At the end of the 1960s, rail passengers witnessed the gradual creation of a new building on the site of what was then Gist-Brocades. This was the ‘TD Building’. “TD stood for technical services (technische dienst in Dutch). These were housed in the lower part of the building. The offices were located in the upper part,” says Manager Site Affairs Bram Reijke. The Corten steel columns on the outside were a particular stylistic feature. “Corten steel is weather resistant. It does rust, but it’s this rust that also protects it. Using it in this way was unusual and made the property instantly recognizable.” The TD Building also had a steel skeleton on the inside. A layer of asbestos was sprayed on top of this for fire resistance purposes. This was removed in the mid-1990s using the best techniques available at the time and a sprinkler system was installed in its place.

What name?

Around the turn of the century, DSM held a competition to decide what name the building should be given. According to the winner, Bram Reijke, there could only be one: the Alexander Fleming House. “It was Fleming, a physician and microbiologist, who discovered penicillin. Penicillin has also been of great importance to this site.

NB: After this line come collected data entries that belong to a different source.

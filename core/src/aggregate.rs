//! Derived views computed over an already-fetched employee list.
//!
//! Nothing here can fail; these are pure functions over a slice.

use crate::types::Employee;

/// How many names `top_earner_names` returns at most.
pub const TOP_EARNERS: usize = 10;

/// Records whose name contains `needle`, case-insensitively, in input order.
///
/// A blank needle matches nothing.
pub fn search_by_name(employees: &[Employee], needle: &str) -> Vec<Employee> {
    if needle.trim().is_empty() {
        return Vec::new();
    }
    let needle = needle.to_lowercase();
    employees
        .iter()
        .filter(|employee| {
            employee
                .name
                .as_deref()
                .is_some_and(|name| name.to_lowercase().contains(&needle))
        })
        .cloned()
        .collect()
}

/// Maximum salary among records that have one, or 0.
pub fn highest_salary(employees: &[Employee]) -> i64 {
    employees
        .iter()
        .filter_map(|employee| employee.salary)
        .max()
        .unwrap_or(0)
}

/// Names of the best-paid records, salary descending.
///
/// Records missing a name or salary are skipped. The sort is stable, so
/// equal salaries keep their input order.
pub fn top_earner_names(employees: &[Employee]) -> Vec<String> {
    let mut ranked: Vec<(&str, i64)> = employees
        .iter()
        .filter_map(|employee| Some((employee.name.as_deref()?, employee.salary?)))
        .collect();
    ranked.sort_by(|a, b| b.1.cmp(&a.1));
    ranked
        .into_iter()
        .take(TOP_EARNERS)
        .map(|(name, _)| name.to_string())
        .collect()
}
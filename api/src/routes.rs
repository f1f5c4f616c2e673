//! HTTP surface of the façade.
//!
//! Each handler runs its upstream work on the blocking pool and maps the
//! outcome to a status: absence is 404 where a lookup is involved, any
//! upstream failure is 500 with an empty or default payload.

use std::sync::Arc;
use std::time::Duration;

use axum::{
    extract::{rejection::JsonRejection, Path, State},
    http::StatusCode,
    response::{IntoResponse, Response},
    routing::get,
    Json, Router,
};
use employee_core::{Employee, EmployeeService, Transport, UpstreamError};
use thiserror::Error;
use tower_http::{timeout::TimeoutLayer, trace::TraceLayer};

use crate::payload::CreateEmployeeRequest;

pub const BASE_PATH: &str = "/api/v1/employees";

type Shared<T> = Arc<EmployeeService<T>>;

#[derive(Debug, Error)]
enum HandlerError {
    #[error(transparent)]
    Upstream(#[from] UpstreamError),

    #[error("blocking task failed: {0}")]
    Worker(String),
}

/// Build the façade router around an upstream service.
///
/// A request that outlives `request_timeout` answers 500, like any other
/// upstream failure.
pub fn router<T>(service: EmployeeService<T>, request_timeout: Duration) -> Router
where
    T: Transport + Send + Sync + 'static,
{
    let state: Shared<T> = Arc::new(service);
    Router::new()
        .route(BASE_PATH, get(list_all::<T>).post(create::<T>))
        .route(&format!("{BASE_PATH}/search/{{search_string}}"), get(search::<T>))
        .route(&format!("{BASE_PATH}/highestSalary"), get(highest_salary::<T>))
        .route(
            &format!("{BASE_PATH}/topTenHighestEarningEmployeeNames"),
            get(top_ten_names::<T>),
        )
        .route(
            &format!("{BASE_PATH}/{{id}}"),
            get(get_by_id::<T>).delete(delete_by_id::<T>),
        )
        .with_state(state)
        .layer(TimeoutLayer::with_status_code(
            StatusCode::INTERNAL_SERVER_ERROR,
            request_timeout,
        ))
        .layer(TraceLayer::new_for_http())
}

/// Run `work` against the service on tokio's blocking pool.
async fn blocking<T, R, F>(service: &Shared<T>, work: F) -> Result<R, HandlerError>
where
    T: Transport + Send + Sync + 'static,
    R: Send + 'static,
    F: FnOnce(&EmployeeService<T>) -> Result<R, UpstreamError> + Send + 'static,
{
    let service = Arc::clone(service);
    match tokio::task::spawn_blocking(move || work(service.as_ref())).await {
        Ok(result) => Ok(result?),
        Err(e) => Err(HandlerError::Worker(e.to_string())),
    }
}

async fn list_all<T>(State(service): State<Shared<T>>) -> (StatusCode, Json<Vec<Employee>>)
where
    T: Transport + Send + Sync + 'static,
{
    match blocking(&service, |s| s.fetch_all()).await {
        Ok(employees) => (StatusCode::OK, Json(employees)),
        Err(e) => {
            tracing::error!(error = %e, "list all employees failed");
            (StatusCode::INTERNAL_SERVER_ERROR, Json(Vec::new()))
        }
    }
}

async fn search<T>(
    State(service): State<Shared<T>>,
    Path(search_string): Path<String>,
) -> (StatusCode, Json<Vec<Employee>>)
where
    T: Transport + Send + Sync + 'static,
{
    match blocking(&service, move |s| s.search(&search_string)).await {
        Ok(employees) => (StatusCode::OK, Json(employees)),
        Err(e) => {
            tracing::error!(error = %e, "employee name search failed");
            (StatusCode::INTERNAL_SERVER_ERROR, Json(Vec::new()))
        }
    }
}

async fn get_by_id<T>(State(service): State<Shared<T>>, Path(id): Path<String>) -> Response
where
    T: Transport + Send + Sync + 'static,
{
    let lookup = id.clone();
    match blocking(&service, move |s| s.fetch_by_id(&lookup)).await {
        Ok(Some(employee)) => Json(employee).into_response(),
        Ok(None) => StatusCode::NOT_FOUND.into_response(),
        Err(e) => {
            tracing::error!(%id, error = %e, "get employee by id failed");
            StatusCode::INTERNAL_SERVER_ERROR.into_response()
        }
    }
}

async fn highest_salary<T>(State(service): State<Shared<T>>) -> Response
where
    T: Transport + Send + Sync + 'static,
{
    match blocking(&service, |s| s.highest_salary()).await {
        Ok(salary) => Json(salary).into_response(),
        Err(e) => {
            tracing::error!(error = %e, "highest salary failed");
            StatusCode::INTERNAL_SERVER_ERROR.into_response()
        }
    }
}

async fn top_ten_names<T>(State(service): State<Shared<T>>) -> (StatusCode, Json<Vec<String>>)
where
    T: Transport + Send + Sync + 'static,
{
    match blocking(&service, |s| s.top_ten_names()).await {
        Ok(names) => (StatusCode::OK, Json(names)),
        Err(e) => {
            tracing::error!(error = %e, "top ten earners failed");
            (StatusCode::INTERNAL_SERVER_ERROR, Json(Vec::new()))
        }
    }
}

async fn create<T>(
    State(service): State<Shared<T>>,
    payload: Result<Json<CreateEmployeeRequest>, JsonRejection>,
) -> Response
where
    T: Transport + Send + Sync + 'static,
{
    let Json(payload) = match payload {
        Ok(payload) => payload,
        Err(rejection) => {
            tracing::debug!(error = %rejection, "unreadable create payload");
            return StatusCode::BAD_REQUEST.into_response();
        }
    };
    let input = match payload.into_create() {
        Ok(input) => input,
        Err(errors) => {
            tracing::debug!(%errors, "invalid create payload");
            return StatusCode::BAD_REQUEST.into_response();
        }
    };
    match blocking(&service, move |s| s.create(&input)).await {
        Ok(Some(employee)) => (StatusCode::CREATED, Json(employee)).into_response(),
        Ok(None) => StatusCode::BAD_REQUEST.into_response(),
        Err(e) => {
            tracing::error!(error = %e, "create employee failed");
            StatusCode::INTERNAL_SERVER_ERROR.into_response()
        }
    }
}

async fn delete_by_id<T>(State(service): State<Shared<T>>, Path(id): Path<String>) -> Response
where
    T: Transport + Send + Sync + 'static,
{
    let lookup = id.clone();
    match blocking(&service, move |s| s.delete_by_id(&lookup)).await {
        Ok(Some(name)) => Json(name).into_response(),
        Ok(None) => StatusCode::NOT_FOUND.into_response(),
        Err(e) => {
            tracing::error!(%id, error = %e, "delete employee by id failed");
            StatusCode::INTERNAL_SERVER_ERROR.into_response()
        }
    }
}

Under the code name ‘Bacinol’, we developed it here during World War II and then began producing it.” The building therefore carried this name for the last 20 years of its existence. But now its time is up. Reijke: “The building has been standing much longer than originally intended. Technically, it has more than run its course. Now that its occupants have moved out, we can demolish it. We will do this very carefully, because small traces of asbestos remain. DDM will remove these ‘with a fine-tooth comb’, as it were. DDM will also ensure that as many raw materials as possible, such as steel and concrete, are used in new applications.”

The demolition will take about fifteen months. The space that this frees up will provide room for new activities at the Biotech Campus Delft. Exactly what will replace the Alexander Fleming House is not yet known.